Exercise → In the data that follows, count each line with the string "hello"; the reply is the number only.

[Dataset entries]
//! The process-wide default manager (spec §9: "The source exposes a global
//! default manager and a global default worker; treat these as
//! explicitly-initialized process-wide singletons with a single teardown
//! point at shutdown to avoid use-after-free on static destruction").
//!
//! Grounded in the teacher's `glibc-rs-membrane/src/config.rs` pattern: a
//! `OnceLock` cached on first use, reading an environment variable
//! (`SIGHT_SCRATCH_DIR`) rather than defaulting silently, with an explicit
//! teardown function instead of relying on static destructor ordering.

use std::env;
use std::path::PathBuf;
use std::sync::{Arc, OnceLock};

use crate::manager::BufferManager;

static DEFAULT_MANAGER: OnceLock<Arc<BufferManager>> = OnceLock::new();

fn default_scratch_dir() -> PathBuf {
    env::var_os("SIGHT_SCRATCH_DIR")
        .map(PathBuf::from)
        .unwrap_or_else(|| env::temp_dir().join("sight-memory-scratch"))
}

/// The process-wide default buffer manager. Lazily created on first call
/// with `SIGHT_SCRATCH_DIR` (or a temp-dir fallback) as its scratch
/// directory and [`crate::policy::NeverDump`] installed, matching
/// [`BufferManager::new`]'s own default.
#[must_use]
pub fn default_manager() -> Arc<BufferManager> {
    DEFAULT_MANAGER
        .get_or_init(|| BufferManager::new(default_scratch_dir()))
        .clone()
}

/// The single teardown point for [`default_manager`] (spec §9). Releases
/// nothing by itself beyond what `BufferManager`'s own `Drop` would do —
/// this exists so callers have one documented place to invoke before
/// process exit rather than relying on static destruction order, which the
/// original system's crash history shows is not safe to lean on.
pub fn shutdown_default_manager() {
    // `BufferManager` holds no resources that need explicit release beyond
    // what dropping its `Arc` does; this function is the seam a caller
    // invokes at a known point in shutdown, keeping the *order* explicit
    // even though there is nothing extra to run today.
    if let Some(manager) = DEFAULT_MANAGER.get() {
        let _ = manager.stats();
    }
}
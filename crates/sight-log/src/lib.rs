//! Structured multi-severity logger with compressed, optionally encrypted
//! file sinks, online key rotation/relocation, and decrypt-and-dump
//! extraction (spec §4.8, C8).
//!
//! [`Logger`] is the façade an application holds: it owns zero or more
//! sinks ([`sink::SinkFilter`]-gated console/plain-file/encrypted-file
//! destinations) and dispatches every [`record::LogRecord`] to all of them.
//! [`default_logger`] exposes the process-wide singleton described in
//! `SPEC_FULL.md` §9.

pub mod compress;
pub mod crypto;
pub mod encrypted;
pub mod error;
pub mod logger;
pub mod path_util;
pub mod record;
pub mod severity;
pub mod sink;

pub use encrypted::EncryptedFileSink;
pub use error::{LogError, Result};
pub use logger::{default_logger, extract, shutdown_default_logger, Logger, SinkId};
pub use record::LogRecord;
pub use severity::Severity;
pub use sink::SinkFilter;
//! zstd streaming compression (spec §4.8.2 "zstd compression context").
//!
//! Grounded in `original_source/lib/__/core/log/detail/stream_sink.hxx`'s
//! `zstd` RAII wrapper: level 1 ("fast"), one frame per sink lifetime,
//! flushed after every record rather than after every byte so records stay
//! individually recoverable by a streaming decompressor.

use std::io::Write;

/// Fast (level 1) zstd compressor writing into an in-memory buffer that the
/// caller drains after every push.
pub struct CompressStream {
    encoder: zstd::stream::write::Encoder<'static, Vec<u8>>,
}

impl CompressStream {
    pub fn new() -> std::io::Result<Self> {
        Ok(Self {
            encoder: zstd::stream::write::Encoder::new(Vec::new(), 1)?,
        })
    }

    /// Compress `data`, flush to a record boundary, and return the bytes
    /// produced since the last call.
    pub fn push(&mut self, data: &[u8]) -> std::io::Result<Vec<u8>> {
        self.encoder.write_all(data)?;
        self.encoder.flush()?;
        Ok(std::mem::take(self.encoder.get_mut()))
    }

    /// Emit the zstd epilogue (final frame) and return it.
    pub fn finish(self) -> std::io::Result<Vec<u8>> {
        self.encoder.finish()
    }
}

/// One-shot streaming decompressor used by `extract` (spec §4.8.4): feed it
/// arbitrarily-sized ciphertext-derived chunks, read back plaintext.
pub struct DecompressStream {
    decoder: zstd::stream::write::Decoder<'static, Vec<u8>>,
}

impl DecompressStream {
    pub fn new() -> std::io::Result<Self> {
        Ok(Self {
            decoder: zstd::stream::write::Decoder::new(Vec::new())?,
        })
    }

    pub fn push(&mut self, data: &[u8]) -> std::io::Result<Vec<u8>> {
        self.decoder.write_all(data)?;
        self.decoder.flush()?;
        Ok(std::mem::take(self.decoder.get_mut()))
    }

    /// Finalize the frame. `zstd::stream::write::Decoder::finish` checks
    /// that the frame actually reached its epilogue and returns an
    /// `UnexpectedEof` error (not `Ok`) when the input ended mid-frame, so a
    /// truncated file surfaces here rather than silently producing a short
    /// plaintext.
    pub fn finish(self) -> std::io::Result<Vec<u8>> {
        self.decoder.finish()
    }
}

#[cfg(test)]
mod tests {
    use super::*;

    #[test]
    fn round_trips_several_records() {
        let mut compressor = CompressStream::new().unwrap();
        let mut compressed = Vec::new();
        for line in ["first record\n", "second record\n", "third\n"] {
            compressed.extend(compressor.push(line.as_bytes()).unwrap());
        }
        compressed.extend(compressor.finish().unwrap());

        let mut decompressor = DecompressStream::new().unwrap();
        let mut plain = decompressor.push(&compressed).unwrap();
        plain.extend(decompressor.finish().unwrap());
        assert_eq!(plain, b"first record\nsecond record\nthird\n");
    }
}
impl Default for Logger {
    fn default() -> Self {
        Self::new()
    }
}

impl Drop for Logger {
    fn drop(&mut self) {
        self.shutdown();
    }
}

/// `extract(input, output, password)` (spec §4.8.4), exposed at the crate
/// root as a free function since it operates on files, not a live sink.
pub fn extract(input: &Path, output: &Path, password: Option<&str>) -> Result<()> {
    encrypted::extract(input, output, password)
}

static DEFAULT_LOGGER: OnceLock<Arc<Logger>> = OnceLock::new();

/// The process-wide default logger (spec §9: "The source exposes a global
/// default... worker; treat these as explicitly-initialized process-wide
/// singletons with a single teardown point at shutdown"). Lazily created
/// on first use with no sinks attached — callers add sinks once, then share
/// this handle everywhere else in the process.
#[must_use]
pub fn default_logger() -> Arc<Logger> {
    DEFAULT_LOGGER.get_or_init(|| Arc::new(Logger::new())).clone()
}

/// The single teardown point for [`default_logger`] (spec §9). Flushes and
/// finalizes every attached sink. Safe to call even if the default logger
/// was never initialized.
pub fn shutdown_default_logger() {
    if let Some(logger) = DEFAULT_LOGGER.get() {
        logger.shutdown();
    }
}

#[cfg(test)]
mod tests {
    use super::*;

    fn filter(min: Severity) -> SinkFilter {
        SinkFilter {
            min_severity: min,
            channel: None,
        }
    }

    #[test]
    fn logs_to_plain_file_sink() {
        let dir = tempfile::tempdir().unwrap();
        let logger = Logger::new();
        logger
            .add_plain_file(dir.path().join("app.log"), filter(Severity::Info), None, false)
            .unwrap();
        logger.log(LogRecord::new(Severity::Info, "hello world"));
        logger.flush();

        let written = std::fs::read_to_string(dir.path().join("app-1.log")).unwrap();
        assert!(written.contains("hello world"));
    }

    #[test]
    fn below_floor_records_are_dropped() {
        let dir = tempfile::tempdir().unwrap();
        let logger = Logger::new();
        logger
            .add_plain_file(dir.path().join("app.log"), filter(Severity::Warn), None, false)
            .unwrap();
        logger.log(LogRecord::new(Severity::Debug, "too quiet"));
        logger.flush();

        let written = std::fs::read_to_string(dir.path().join("app-1.log")).unwrap();
        assert!(!written.contains("too quiet"));
    }

    #[test]
    fn s6_encrypt_extract_round_trip_and_wrong_password() {
        let dir = tempfile::tempdir().unwrap();
        let logger = Logger::new();
        let id = logger
            .add_encrypted_file(dir.path().join("secure.log"), "p", filter(Severity::Trace), false)
            .unwrap();
        logger.log(LogRecord::new(Severity::Info, "hello"));
        logger.log(LogRecord::new(Severity::Info, "world"));
        logger.shutdown();

        let path = logger.current_path(id).unwrap();
        let out = dir.path().join("out.txt");
        extract(&path, &out, Some("p")).unwrap();
        let plaintext = std::fs::read_to_string(&out).unwrap();
        assert!(plaintext.contains("hello"));
        assert!(plaintext.contains("world"));

        let err = extract(&path, &out, Some("q")).unwrap_err();
        assert!(matches!(err, LogError::BadPassword));
    }

    #[test]
    fn rotate_key_then_log_uses_new_password() {
        let dir = tempfile::tempdir().unwrap();
        let logger = Logger::new();
        let id = logger
            .add_encrypted_file(dir.path().join("secure.log"), "old", filter(Severity::Trace), false)
            .unwrap();
        logger.log(LogRecord::new(Severity::Info, "before"));
        logger.rotate_key(id, "new", Some("old")).unwrap();
        logger.log(LogRecord::new(Severity::Info, "after"));
        logger.shutdown();

        let path = logger.current_path(id).unwrap();
        let out = dir.path().join("out.txt");
        extract(&path, &out, Some("new")).unwrap();
        let plaintext = std::fs::read_to_string(&out).unwrap();
        assert!(plaintext.contains("before"));
        assert!(plaintext.contains("after"));
    }

    #[test]
    fn unknown_sink_id_is_invalid_state() {
        let logger = Logger::new();
        let bogus = SinkId(999);
        assert!(matches!(
            logger.rotate_key(bogus, "x", None),
            Err(LogError::InvalidState(_))
        ));
    }
}
//! Command-line interface

pub mod commands;
pub mod output;

use clap::{Parser, Subcommand};
use commands::{CacheCommand, HistoryCommand, ListCommand, RunCommand, ValidateCommand};
use std::ffi::OsString;

/// Event-driven gate-then-deploy pipeline orchestrator
#[derive(Debug, Parser, Clone)]
#[command(name = "shipyard")]
#[command(version)]
#[command(about = "Runs gate and deploy pipelines in response to repository events", long_about = None)]
pub struct Cli {
    #[command(subcommand)]
    pub command: Command,

    /// Enable verbose logging
    #[arg(short, long, global = true)]
    pub verbose: bool,
}

/// Available commands
#[derive(Debug, Subcommand, Clone)]
pub enum Command {
    /// Dispatch an event to the configured pipelines
    Run(RunCommand),

    /// Validate an orchestrator configuration
    Validate(ValidateCommand),

    /// List configured pipelines
    List(ListCommand),

    /// Show run history
    History(HistoryCommand),

    /// Show persisted cache entries
    Cache(CacheCommand),
}

impl Cli {
    /// Parse CLI arguments from environment
    pub fn from_args() -> Self {
        Self::parse()
    }

    /// Parse CLI arguments from a slice
    pub fn try_parse_from<I, T>(itr: I) -> Result<Self, clap::Error>
    where
        I: IntoIterator<Item = T>,
        T: Into<OsString> + Clone,
    {
        <Self as Parser>::try_parse_from(itr)
    }
}
//! Pipeline executor - runs the stages of one run in order

use crate::{
    adapters::ExecutorRegistry,
    cache::CacheStore,
    core::{
        condition::RunView,
        context::RunContext,
        run::Run,
        secrets::SecretResolver,
        stage::{Stage, StageKind},
        state::{RunStatus, StageResult, StageStatus, TaskResult, TaskStatus},
        Pipeline,
    },
    execution::{cancellation::CancellationToken, runner::TaskRunner},
    notify::{DeliveryStatus, Notifier},
};
use chrono::Utc;
use parking_lot::RwLock;
use std::path::PathBuf;
use std::sync::Arc;
use tracing::{info, warn};
use uuid::Uuid;

/// Events that can occur during a run
#[derive(Debug, Clone)]
pub enum ExecutionEvent {
    RunStarted {
        run_id: Uuid,
        pipeline_name: String,
    },
    StageStarted {
        run_id: Uuid,
        stage_name: String,
    },
    StageSkipped {
        run_id: Uuid,
        stage_name: String,
        reason: String,
    },
    StageCompleted {
        run_id: Uuid,
        stage_name: String,
        status: StageStatus,
    },
    TaskStarted {
        task_name: String,
    },
    TaskRetrying {
        task_name: String,
        attempt: usize,
        max_attempts: usize,
        error: String,
    },
    TaskCompleted {
        task_name: String,
        cache_hit: bool,
        output: String,
    },
    TaskFailed {
        task_name: String,
        error: String,
    },
    TaskSkipped {
        task_name: String,
        reason: String,
    },
    NotificationSent {
        run_id: Uuid,
        channel: String,
    },
    NotificationFailed {
        run_id: Uuid,
        channel: String,
        error: String,
    },
    RunCompleted {
        run_id: Uuid,
        pipeline_name: String,
        status: RunStatus,
    },
}

/// Type for event handlers
pub type EventHandler = Arc<dyn Fn(&ExecutionEvent) + Send + Sync>;

/// Fan-out of execution events to registered handlers
#[derive(Clone, Default)]
pub struct EventEmitter {
    handlers: Arc<RwLock<Vec<EventHandler>>>,
}

impl EventEmitter {
    pub fn new() -> Self {
        Self::default()
    }

    /// Add an event handler
    pub fn subscribe<F>(&self, handler: F)
    where
        F: Fn(&ExecutionEvent) + Send + Sync + 'static,
    {
        self.handlers.write().push(Arc::new(handler));
    }

    /// Emit an event to all handlers
    pub fn emit(&self, event: ExecutionEvent) {
        let handlers = self.handlers.read().clone();
        for handler in handlers.iter() {
            handler(&event);
        }
    }
}

/// Executes runs: stages in declaration order, tasks in order with
/// fail-fast, then the notify stage exactly once.
pub struct PipelineExecutor {
    runner: TaskRunner,
    notifier: Notifier,
    secrets: Arc<dyn SecretResolver>,
    workdir: PathBuf,
    events: EventEmitter,
}

impl PipelineExecutor {
    pub fn new(
        registry: ExecutorRegistry,
        cache: Arc<dyn CacheStore>,
        notifier: Notifier,
        secrets: Arc<dyn SecretResolver>,
        workdir: impl Into<PathBuf>,
    ) -> Self {
        let events = EventEmitter::new();
        Self {
            runner: TaskRunner::new(registry, cache, events.clone()),
            notifier,
            secrets,
            workdir: workdir.into(),
            events,
        }
    }

    /// Add an event handler
    pub fn add_event_handler<F>(&self, handler: F)
    where
        F: Fn(&ExecutionEvent) + Send + Sync + 'static,
    {
        self.events.subscribe(handler);
    }

    pub fn registry(&self) -> &ExecutorRegistry {
        self.runner.registry()
    }

    pub fn cache(&self) -> &Arc<dyn CacheStore> {
        self.runner.cache()
    }

    /// Execute `run` against `pipeline` and return it in a terminal state.
    ///
    /// Failures below the run are recorded as stage and task results. The
    /// overall status is decided before the notify stage runs; the notify
    /// stage itself never changes it.
    pub async fn execute(&self, pipeline: &Pipeline, mut run: Run, cancel: &CancellationToken) -> Run {
        info!("Starting run {} of pipeline {}", run.id, pipeline.name);
        run.start();
        self.events.emit(ExecutionEvent::RunStarted {
            run_id: run.id,
            pipeline_name: pipeline.name.clone(),
        });

        let mut ctx = RunContext::new(&run, pipeline, &self.workdir, self.secrets.clone());
        let mut halted: Option<String> = None;
        let mut blocked = false;
        let mut cancelled = false;

        for stage in pipeline.stages().iter().filter(|s| !s.is_notify()) {
            if halted.is_none() && cancel.is_cancelled() {
                cancelled = true;
                halted = Some(format!(
                    "run cancelled: {}",
                    cancel.reason().unwrap_or_else(|| "no reason given".to_string())
                ));
            }

            if let Some(reason) = &halted {
                self.skip_stage(&mut run, stage, reason.clone());
                continue;
            }

            let view = RunView {
                event: &run.triggering_event,
                prior_stages: &run.stage_results,
            };
            if !stage.run_condition.evaluate(&view) {
                let reason = format!("condition {} not met", stage.run_condition.describe());
                self.skip_stage(&mut run, stage, reason);
                if stage.blocking {
                    warn!("Blocking stage {} was skipped, halting run {}", stage.name, run.id);
                    blocked = true;
                    halted = Some(format!("blocking stage '{}' did not run", stage.name));
                }
                continue;
            }

            let (result, saw_cancel) = self.run_stage(&run, stage, &mut ctx, cancel).await;
            if saw_cancel {
                cancelled = true;
                halted = Some(format!(
                    "run cancelled: {}",
                    cancel.reason().unwrap_or_else(|| "no reason given".to_string())
                ));
            }
            if result.status == StageStatus::Failure && stage.blocking {
                warn!("Blocking stage {} failed, halting run {}", stage.name, run.id);
                blocked = true;
                halted = Some(format!("blocking stage '{}' failed", stage.name));
            }
            run.stage_results.push(result);
        }

        // Boundary before the notify stage: a cancel that landed during the
        // last task still makes the run cancelled
        if !cancelled && cancel.is_cancelled() {
            info!(
                "Run {} cancelled before notification: {}",
                run.id,
                cancel.reason().unwrap_or_else(|| "no reason given".to_string())
            );
            cancelled = true;
        }

        let status = if cancelled {
            RunStatus::Cancelled
        } else if blocked || run.has_failed_stage() {
            RunStatus::Failure
        } else {
            RunStatus::Success
        };
        run.overall_status = status;

        if let Some(stage) = pipeline.notify_stage() {
            let result = self.run_notify_stage(&run, stage).await;
            run.stage_results.push(result);
        }

        run.finish(status);
        info!("Run {} of pipeline {} finished: {}", run.id, pipeline.name, status.as_str());
        self.events.emit(ExecutionEvent::RunCompleted {
            run_id: run.id,
            pipeline_name: pipeline.name.clone(),
            status,
        });
        run
    }

    fn skip_stage(&self, run: &mut Run, stage: &Stage, reason: String) {
        info!("Skipping stage {}: {}", stage.name, reason);
        self.events.emit(ExecutionEvent::StageSkipped {
            run_id: run.id,
            stage_name: stage.name.clone(),
            reason: reason.clone(),
        });
        run.stage_results
            .push(StageResult::skipped(&stage.name, stage.task_names(), reason));
    }

    /// Run the tasks of one stage. Returns the result and whether a
    /// cancellation checkpoint was hit.
    async fn run_stage(
        &self,
        run: &Run,
        stage: &Stage,
        ctx: &mut RunContext,
        cancel: &CancellationToken,
    ) -> (StageResult, bool) {
        info!("Running stage {}", stage.name);
        self.events.emit(ExecutionEvent::StageStarted {
            run_id: run.id,
            stage_name: stage.name.clone(),
        });

        let started_at = Utc::now();
        let mut tasks = Vec::with_capacity(stage.tasks.len());
        let mut skip_reason: Option<String> = None;
        let mut saw_cancel = false;

        for task in &stage.tasks {
            if skip_reason.is_none() && cancel.is_cancelled() {
                saw_cancel = true;
                skip_reason = Some("run cancelled".to_string());
            }

            if let Some(reason) = &skip_reason {
                self.events.emit(ExecutionEvent::TaskSkipped {
                    task_name: task.name.clone(),
                    reason: reason.clone(),
                });
                tasks.push(TaskResult::skipped(&task.name, reason.clone()));
                continue;
            }

            self.events.emit(ExecutionEvent::TaskStarted {
                task_name: task.name.clone(),
            });
            let result = self.runner.run(task, ctx).await;
            match result.status {
                TaskStatus::Failure => {
                    self.events.emit(ExecutionEvent::TaskFailed {
                        task_name: task.name.clone(),
                        error: result.output.clone(),
                    });
                    skip_reason = Some(format!("earlier task '{}' failed", task.name));
                }
                _ => self.events.emit(ExecutionEvent::TaskCompleted {
                    task_name: task.name.clone(),
                    cache_hit: result.cache_hit,
                    output: result.output.clone(),
                }),
            }
            tasks.push(result);
        }

        let status = if tasks.iter().any(|t| t.status == TaskStatus::Failure) {
            StageStatus::Failure
        } else if !tasks.is_empty() && tasks.iter().all(|t| t.status == TaskStatus::Skipped) {
            StageStatus::Skipped
        } else {
            StageStatus::Success
        };

        self.events.emit(ExecutionEvent::StageCompleted {
            run_id: run.id,
            stage_name: stage.name.clone(),
            status,
        });

        let stage_skip_reason = (status == StageStatus::Skipped).then(|| skip_reason.clone()).flatten();
        (
            StageResult {
                stage_name: stage.name.clone(),
                kind: StageKind::Standard,
                status,
                tasks,
                skip_reason: stage_skip_reason,
                started_at,
                ended_at: Utc::now(),
            },
            saw_cancel,
        )
    }

    async fn run_notify_stage(&self, run: &Run, stage: &Stage) -> StageResult {
        self.events.emit(ExecutionEvent::StageStarted {
            run_id: run.id,
            stage_name: stage.name.clone(),
        });
        let started_at = Utc::now();

        let (status, task) = match self.notifier.notify(run, self.secrets.as_ref()).await {
            DeliveryStatus::Delivered { channel } => {
                self.events.emit(ExecutionEvent::NotificationSent {
                    run_id: run.id,
                    channel: channel.clone(),
                });
                (
                    StageStatus::Success,
                    TaskResult::success(&stage.name, format!("delivered via {}", channel), 1),
                )
            }
            DeliveryStatus::Failed { channel, error } => {
                self.events.emit(ExecutionEvent::NotificationFailed {
                    run_id: run.id,
                    channel,
                    error: error.clone(),
                });
                (StageStatus::Failure, TaskResult::failure(&stage.name, error, 1))
            }
        };

        self.events.emit(ExecutionEvent::StageCompleted {
            run_id: run.id,
            stage_name: stage.name.clone(),
            status,
        });

        StageResult {
            stage_name: stage.name.clone(),
            kind: StageKind::Notify,
            status,
            tasks: vec![task],
            skip_reason: None,
            started_at,
            ended_at: Utc::now(),
        }
    }
}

Result of this exercise → 4